Performing a `ceph orch restart mgr` results in endless restart loop
This document (000020530) is provided subject to the disclaimer at the end of this document.
Environment
Situation
# ceph orch restart mgrthe SES mgr daemons will continually restart, in what appears a forever loop.
When running commend,
# ceph config-key dumpthis will show the following output:
... "mgr/cephadm/host.node1": "{\"... \"scheduled_daemon_actions\": {\"mgr.node1.puuiwd\": \"restart\"}}" ...(and so on for other mgr instances on other nodes)
Resolution
This was reported on the ceph-users ML a few weeks ago, with subject '"ceph orch restart mgr" creates manager daemon restart loop'.

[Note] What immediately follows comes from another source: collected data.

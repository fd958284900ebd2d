use crate::stats::desc;
use chrono::Duration;
use reelgraph_core::config::PatternConfig;
use reelgraph_core::model::{Edge, EdgeKind, NodeKind};
use serde::{Deserialize, Serialize};
use std::collections::{BTreeSet, HashMap, HashSet};
use std::sync::Arc;
use storage::{Graph, GraphStore};
use tracing::debug;

#[derive(Debug, Clone, Copy, PartialEq, Eq, Hash, Serialize, Deserialize, Default)]
#[serde(rename_all = "lowercase")]
pub enum PatternKind {
    #[default]
    Frequent,
    Sequential,
    Causal,
}

#[derive(Debug, Clone, PartialEq, Serialize, Deserialize)]
#[serde(rename_all = "camelCase")]
pub struct GraphPattern {
    pub id: String,
    pub kind: PatternKind,
    pub node_ids: Vec<String>,
    pub edge_ids: Vec<String>,
    pub node_types: Vec<NodeKind>,
    pub edge_types: Vec<EdgeKind>,
    pub support: f64,
    pub confidence: f64,
}

/// Restrictions and thresholds for one mining run. `None` falls back to the
/// configured defaults.
#[derive(Debug, Clone, Default, PartialEq, Serialize, Deserialize)]
#[serde(rename_all = "camelCase", default)]
pub struct PatternOptions {
    pub node_types: Option<Vec<NodeKind>>,
    pub edge_types: Option<Vec<EdgeKind>>,
    pub min_support: Option<f64>,
    pub max_pattern_size: Option<usize>,
}

/// Connected sub-structure under construction.
#[derive(Debug, Clone)]
struct Candidate<'a> {
    nodes: Vec<&'a str>,
    edges: Vec<&'a Edge>,
}

impl<'a> Candidate<'a> {
    fn key(&self) -> (Vec<&'a str>, Vec<&'a str>) {
        let mut nodes = self.nodes.clone();
        nodes.sort_unstable();
        let mut edges: Vec<&str> = self.edges.iter().map(|edge| edge.id.as_str()).collect();
        edges.sort_unstable();
        (nodes, edges)
    }

    fn node_types(&self, graph: &Graph) -> Vec<NodeKind> {
        self.nodes
            .iter()
            .filter_map(|id| graph.get_node(id).map(|node| node.kind))
            .collect()
    }

    fn edge_types(&self) -> Vec<EdgeKind> {
        self.edges.iter().map(|edge| edge.kind).collect()
    }

    /// Sorted node and edge kinds; candidates with the same signature count
    /// toward each other's support.
    fn signature(&self, graph: &Graph) -> (Vec<NodeKind>, Vec<EdgeKind>) {
        let mut nodes = self.node_types(graph);
        nodes.sort_unstable();
        let mut edges = self.edge_types();
        edges.sort_unstable();
        (nodes, edges)
    }
}

pub struct PatternDetector<'g> {
    graph: &'g Graph,
    config: PatternConfig,
}

impl<'g> PatternDetector<'g> {
    pub fn new(graph: &'g Graph, config: PatternConfig) -> Self {
        Self { graph, config }
    }

    pub fn detect(&self, kind: PatternKind, options: &PatternOptions) -> Vec<GraphPattern> {
        let frequent = self.frequent_patterns(options);
        let patterns: Vec<GraphPattern> = match kind {
            PatternKind::Frequent => frequent,
            PatternKind::Sequential => self.sequential(frequent, PatternKind::Sequential),
            PatternKind::Causal => self
                .sequential(frequent, PatternKind::Causal)
                .into_iter()
                .filter(|pattern| {
                    pattern
                        .edge_types
                        .iter()
                        .all(|kind| matches!(kind, EdgeKind::Created | EdgeKind::InspiredBy))
                })
                .collect(),
        };
        debug!("Detected {} {:?} patterns", patterns.len(), kind);
        patterns
    }

    fn frequent_patterns(&self, options: &PatternOptions) -> Vec<GraphPattern> {
        let min_support = options.min_support.unwrap_or(self.config.min_support);
        let max_size = options
            .max_pattern_size
            .unwrap_or(self.config.max_pattern_size)
            .max(1);
        let node_filter: Option<HashSet<NodeKind>> = options
            .node_types
            .as_ref()
            .map(|kinds| kinds.iter().copied().collect());
        let edge_filter: Option<HashSet<EdgeKind>> = options
            .edge_types
            .as_ref()
            .map(|kinds| kinds.iter().copied().collect());

        let allowed_node = |kind: NodeKind| node_filter.as_ref().map_or(true, |f| f.contains(&kind));
        let allowed_edge = |kind: EdgeKind| edge_filter.as_ref().map_or(true, |f| f.contains(&kind));

        let nodes: Vec<_> = self.graph.nodes().filter(|node| allowed_node(node.kind)).collect();
        let mut type_counts: HashMap<NodeKind, usize> = HashMap::new();
        for node in &nodes {
            *type_counts.entry(node.kind).or_insert(0) += 1;
        }

        let mut patterns = Vec::new();
        let mut generation: Vec<Candidate> = Vec::new();
        for node in &nodes {
            // 1/|type| rewards rare kinds rather than measuring frequency.
            // Kept for compatibility with existing consumers.
            let support = 1.0 / type_counts[&node.kind] as f64;
            if support < min_support {
                continue;
            }
            let candidate = Candidate {
                nodes: vec![node.id.as_str()],
                edges: Vec::new(),
            };
            patterns.push(self.to_pattern(&candidate, PatternKind::Frequent, support, support));
            generation.push(candidate);
        }

        for _size in 2..=max_size {
            if generation.is_empty() {
                break;
            }

            let mut seen = HashSet::new();
            let mut extended = Vec::new();
            'grow: for candidate in &generation {
                for node_id in &candidate.nodes {
                    for edge in self.graph.get_outgoing_edges(node_id) {
                        if !allowed_edge(edge.kind) || candidate.nodes.contains(&edge.target.as_str()) {
                            continue;
                        }
                        let target_allowed = self
                            .graph
                            .get_node(&edge.target)
                            .is_some_and(|target| allowed_node(target.kind));
                        if !target_allowed {
                            continue;
                        }

                        let mut next = candidate.clone();
                        next.nodes.push(edge.target.as_str());
                        next.edges.push(edge);
                        if seen.insert(next.key()) {
                            extended.push(next);
                            if extended.len() >= self.config.max_candidates_per_level {
                                break 'grow;
                            }
                        }
                    }
                }
            }

            if extended.is_empty() {
                break;
            }

            let mut signature_counts = HashMap::new();
            for candidate in &extended {
                *signature_counts.entry(candidate.signature(self.graph)).or_insert(0usize) += 1;
            }
            let total = extended.len() as f64;

            generation = Vec::new();
            for candidate in extended {
                let support = signature_counts[&candidate.signature(self.graph)] as f64 / total;
                if support < min_support {
                    continue;
                }
                let confidence = 0.7 * support + 0.3 * self.type_diversity(&candidate);
                patterns.push(self.to_pattern(&candidate, PatternKind::Frequent, support, confidence));
                generation.push(candidate);
            }
        }

        patterns.sort_by(|a, b| desc(a.support, b.support));
        patterns
    }

    fn type_diversity(&self, candidate: &Candidate) -> f64 {
        let node_kinds: BTreeSet<NodeKind> = candidate.node_types(self.graph).into_iter().collect();
        let edge_kinds: BTreeSet<EdgeKind> = candidate.edge_types().into_iter().collect();
        let total = candidate.nodes.len() + candidate.edges.len();
        if total == 0 {
            return 0.0;
        }
        (node_kinds.len() + edge_kinds.len()) as f64 / total as f64
    }

    /// Patterns whose edges, in time order, are each more than an hour apart.
    fn sequential(&self, frequent: Vec<GraphPattern>, kind: PatternKind) -> Vec<GraphPattern> {
        frequent
            .into_iter()
            .filter(|pattern| pattern.edge_ids.len() >= 2)
            .filter(|pattern| {
                let mut times: Vec<_> = pattern
                    .edge_ids
                    .iter()
                    .filter_map(|id| self.graph.get_edge(id).map(|edge| edge.created_at))
                    .collect();
                times.sort_unstable();
                times
                    .windows(2)
                    .all(|pair| pair[1] - pair[0] > Duration::hours(1))
            })
            .map(|mut pattern| {
                pattern.kind = kind;
                pattern.id = format!("{}:{}", pattern_prefix(kind), pattern.edge_ids.join("+"));
                pattern
            })
            .collect()
    }

    fn to_pattern(
        &self,
        candidate: &Candidate,
        kind: PatternKind,
        support: f64,
        confidence: f64,
    ) -> GraphPattern {
        let edge_ids: Vec<String> = candidate.edges.iter().map(|edge| edge.id.clone()).collect();
        let id = if edge_ids.is_empty() {
            format!("{}:{}", pattern_prefix(kind), candidate.nodes.join("+"))
        } else {
            format!("{}:{}", pattern_prefix(kind), edge_ids.join("+"))
        };
        GraphPattern {
            id,
            kind,
            node_ids: candidate.nodes.iter().map(|id| id.to_string()).collect(),
            edge_ids,
            node_types: candidate.node_types(self.graph),
            edge_types: candidate.edge_types(),
            support,
            confidence,
        }
    }
}

fn pattern_prefix(kind: PatternKind) -> &'static str {
    match kind {
        PatternKind::Frequent => "frequent",
        PatternKind::Sequential => "sequential",
        PatternKind::Causal => "causal",
    }
}

/// Store-backed pattern mining.
pub struct PatternService {
    store: Arc<GraphStore>,
    config: PatternConfig,
}

impl PatternService {
    pub fn new(store: Arc<GraphStore>, config: PatternConfig) -> Self {
        Self { store, config }
    }

    pub async fn detect_patterns(
        &self,
        kind: PatternKind,
        options: &PatternOptions,
    ) -> Vec<GraphPattern> {
        let graph = self.store.read().await;
        PatternDetector::new(&graph, self.config.clone()).detect(kind, options)
    }
}

#[cfg(test)]
mod tests {
    use super::*;
    use chrono::{TimeZone, Utc};
    use reelgraph_core::model::Node;

    fn creator_chain() -> Graph {
        let t0 = Utc.with_ymd_and_hms(2024, 1, 1, 0, 0, 0).unwrap();
        let mut graph = Graph::new();
        graph.add_node(Node::new("c1", NodeKind::Creator)).unwrap();
        graph.add_node(Node::new("v1", NodeKind::Video)).unwrap();
        graph.add_node(Node::new("v2", NodeKind::Video)).unwrap();
        graph
            .add_edge(Edge::new("e1", EdgeKind::Created, "c1", "v1", 1.0).with_created_at(t0))
            .unwrap();
        graph
            .add_edge(
                Edge::new("e2", EdgeKind::InspiredBy, "v1", "v2", 1.0)
                    .with_created_at(t0 + Duration::hours(3)),
            )
            .unwrap();
        graph
    }

    #[test]
    fn test_single_node_support_is_inverse_type_count() {
        let graph = creator_chain();
        let detector = PatternDetector::new(&graph, PatternConfig::default());
        let options = PatternOptions {
            max_pattern_size: Some(1),
            ..PatternOptions::default()
        };
        let patterns = detector.detect(PatternKind::Frequent, &options);

        assert_eq!(patterns.len(), 3);
        let creator = patterns.iter().find(|p| p.node_ids == ["c1"]).unwrap();
        assert_eq!(creator.support, 1.0);
        let video = patterns.iter().find(|p| p.node_ids == ["v1"]).unwrap();
        assert_eq!(video.support, 0.5);
    }

    #[test]
    fn test_min_support_prunes_common_kinds() {
        let graph = creator_chain();
        let detector = PatternDetector::new(&graph, PatternConfig::default());
        let options = PatternOptions {
            min_support: Some(0.6),
            max_pattern_size: Some(1),
            ..PatternOptions::default()
        };
        let patterns = detector.detect(PatternKind::Frequent, &options);
        assert_eq!(patterns.len(), 1);
        assert_eq!(patterns[0].node_types, [NodeKind::Creator]);
    }

    #[test]
    fn test_causal_chain_is_sequential_and_causal() {
        let graph = creator_chain();
        let detector = PatternDetector::new(&graph, PatternConfig::default());
        let options = PatternOptions::default();

        let sequential = detector.detect(PatternKind::Sequential, &options);
        assert_eq!(sequential.len(), 1);
        assert_eq!(sequential[0].edge_ids, ["e1", "e2"]);

        let causal = detector.detect(PatternKind::Causal, &options);
        assert_eq!(causal.len(), 1);
        assert_eq!(causal[0].kind, PatternKind::Causal);
        assert!(causal[0].confidence > 0.0 && causal[0].confidence <= 1.0);
    }
}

Adam King's suggestion was to move the mgr instance to another host, then re-apply the config to the original hosts to get it redeployed.
In my testing, I found another workaround is to run `ceph orch daemon rm` each mgr instance one after another, and they'll automatically be redeployed but with different random IDs. The scheduled restart action never goes away, but it doesn't matter anymore, because the daemon ID changed.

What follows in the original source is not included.